Upon revisiting this question, and reading Adriano's comment on my previous answer (regarding redirecting the user to a friendly page), I have come up with a new solution.

Within a controller you can call $this->cakeError('error404') to generate a friendly 404 page. This can can be customised (as with other errors) by creating file at 'app/views/errors/error404.ctp'.

After having a closer look at the code for cakeError, my recommendation is to try extending Cake's ErrorHandler by creating a file at 'app/error.php' or (possibly more preferable) 'app/app_error.php'.

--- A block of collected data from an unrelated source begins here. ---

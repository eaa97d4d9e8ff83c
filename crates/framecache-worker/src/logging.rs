//! Structured job logging utilities.
//!
//! Provides consistent, structured logging for job processing with
//! tracing spans and contextual information.

use tracing::{info, warn, error, Span};
use framecache_models::JobId;

/// Job logger for structured logging with consistent formatting.
///
/// Provides a simple interface for logging job lifecycle events
/// with automatic contextual information (job ID, operation type).
#[derive(Debug, Clone)]
pub struct JobLogger {
    job_id: String,
    operation: String,
}

impl JobLogger {
    /// Create a new job logger for a specific job and operation.
    ///
    /// # Arguments
    /// * `job_id` - The unique identifier for the job
    /// * `operation` - The type of operation (e.g., "video_processing", "render_scene_style")
    pub fn new(job_id: &JobId, operation: &str) -> Self {
        Self {
            job_id: job_id.to_string(),
            operation: operation.to_string(),
        }
    }

    /// Create a new job logger from a string job ID.
    pub fn from_string(job_id: &str, operation: &str) -> Self {
        Self {
            job_id: job_id.to_string(),
            operation: operation.to_string(),
        }
    }

    /// Log the start of a job operation.
    pub fn log_start(&self, message: &str) {
        info!(
            job_id = %self.job_id,
            operation = %self.operation,
            "Job started: {}", message
        );
    }

    /// Log a progress update during job execution.
    pub fn log_progress(&self, message: &str) {
        info!(
            job_id = %self.job_id,
            operation = %self.operation,
            "Job progress: {}", message
        );
    }

    /// Log a warning during job execution.
    pub fn log_warning(&self, message: &str) {
        warn!(
            job_id = %self.job_id,
            operation = %self.operation,
            "Job warning: {}", message
        );
    }

    /// Log an error during job execution.
    pub fn log_error(&self, message: &str) {
        error!(
            job_id = %self.job_id,
            operation = %self.operation,
            "Job error: {}", message
        );
    }

    /// Log the completion of a job operation.
    pub fn log_completion(&self, message: &str) {
        info!(
            job_id = %self.job_id,
            operation = %self.operation,
            "Job completed: {}", message
        );
    }

    /// Get the job ID.
    pub fn job_id(&self) -> &str {
        &self.job_id
    }

    /// Get the operation type.
    pub fn operation(&self) -> &str {
        &self.operation
    }

    /// Create a tracing span for this job.
    ///
    /// Use this for more complex scenarios where you need to attach
    /// additional structured data to traces.
    pub fn create_span(&self) -> Span {
        tracing::info_span!(
            "job",
            job_id = %self.job_id,
            operation = %self.operation
        )
    }
}

#[cfg(test)]
mod tests {
    use super::*;

    #[test]
    fn test_job_logger_creation() {
        let job_id = JobId::from_string("jNQXAC9IVRw-0.0");
        let logger = JobLogger::new(&job_id, "test_operation");

        assert_eq!(logger.job_id(), job_id.to_string());
        assert_eq!(logger.operation(), "test_operation");
    }

    #[test]
    fn test_job_logger_from_string() {
        let logger = JobLogger::from_string("test-job-123", "render");
        
        assert_eq!(logger.job_id(), "test-job-123");
        assert_eq!(logger.operation(), "render");
    }
}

The code for your error403 (mimicking the error404 code) could read as follows:

class AppError extends ErrorHandler {
    function error403($params) {
        extract($params, EXTR_OVERWRITE);
        $this->error(array(
            'code' => '403',
            'name' => 'Forbidden',
            'message' => sprintf(__("Access was forbidden to the requested address %s on this server.", true), $url, $message)));
            $this->_stop();
     }
}

You should also be able to provide a custom view for this error by creating 'app/views/errors/error403.ctp'. Here is a modified version of the error404 view:

<h2><?php echo $name; ?></h2>
<p class="error">
    <strong>Error: </strong>
    <?php echo sprintf(__("Access was forbidden to the requested address %s on this server.", true), "<strong>'{$message}'</strong>")?>
</p>

EDIT - This question is quite old and covers different versions of the CakePHP framework. Following is a summary of which version each answer applies to. Don't forget to vote on the solution that helps most.

• CakePHP 3.x - using response object (Roberto's answer)
• CakePHP 2.x - using exceptions (Brad Koch's answer) [preferred solution]
• CakePHP 2.x - setting header only (Asa Ayers' answer)
• CakePHP 1.x - using error handler (my other answer)
• CakePHP 1.x - setting header only (this answer)

EDIT #2 - A more detailed answer for CakePHP 2.x has been added by Mark37.

EDIT #3 - Added solution for CakePHP. (May 2018: CakePHP 3.5 did some function renaming, solution by Roberto is still valid.)

By looking at the relevant API code from the previous comment, it seems you can call Controller::header($status) to output a header without redirection. In your case, the proper usage is most likely:

$this->header('HTTP/1.1 403 Forbidden');

Notes concerning CakePHP 3.x seem to be missing, so to make this thread complete:

For CakePHP 3.x use:

$response = $this->response->withStatus(403);
return $response;

For versions before CakePHP 3.3.x you can use the same style as CakePHP 2.x:

$this->response->statusCode('code');

Note that using the PHP function directly also works (http_response_code(403); die();), though using the response object seems like the intended method.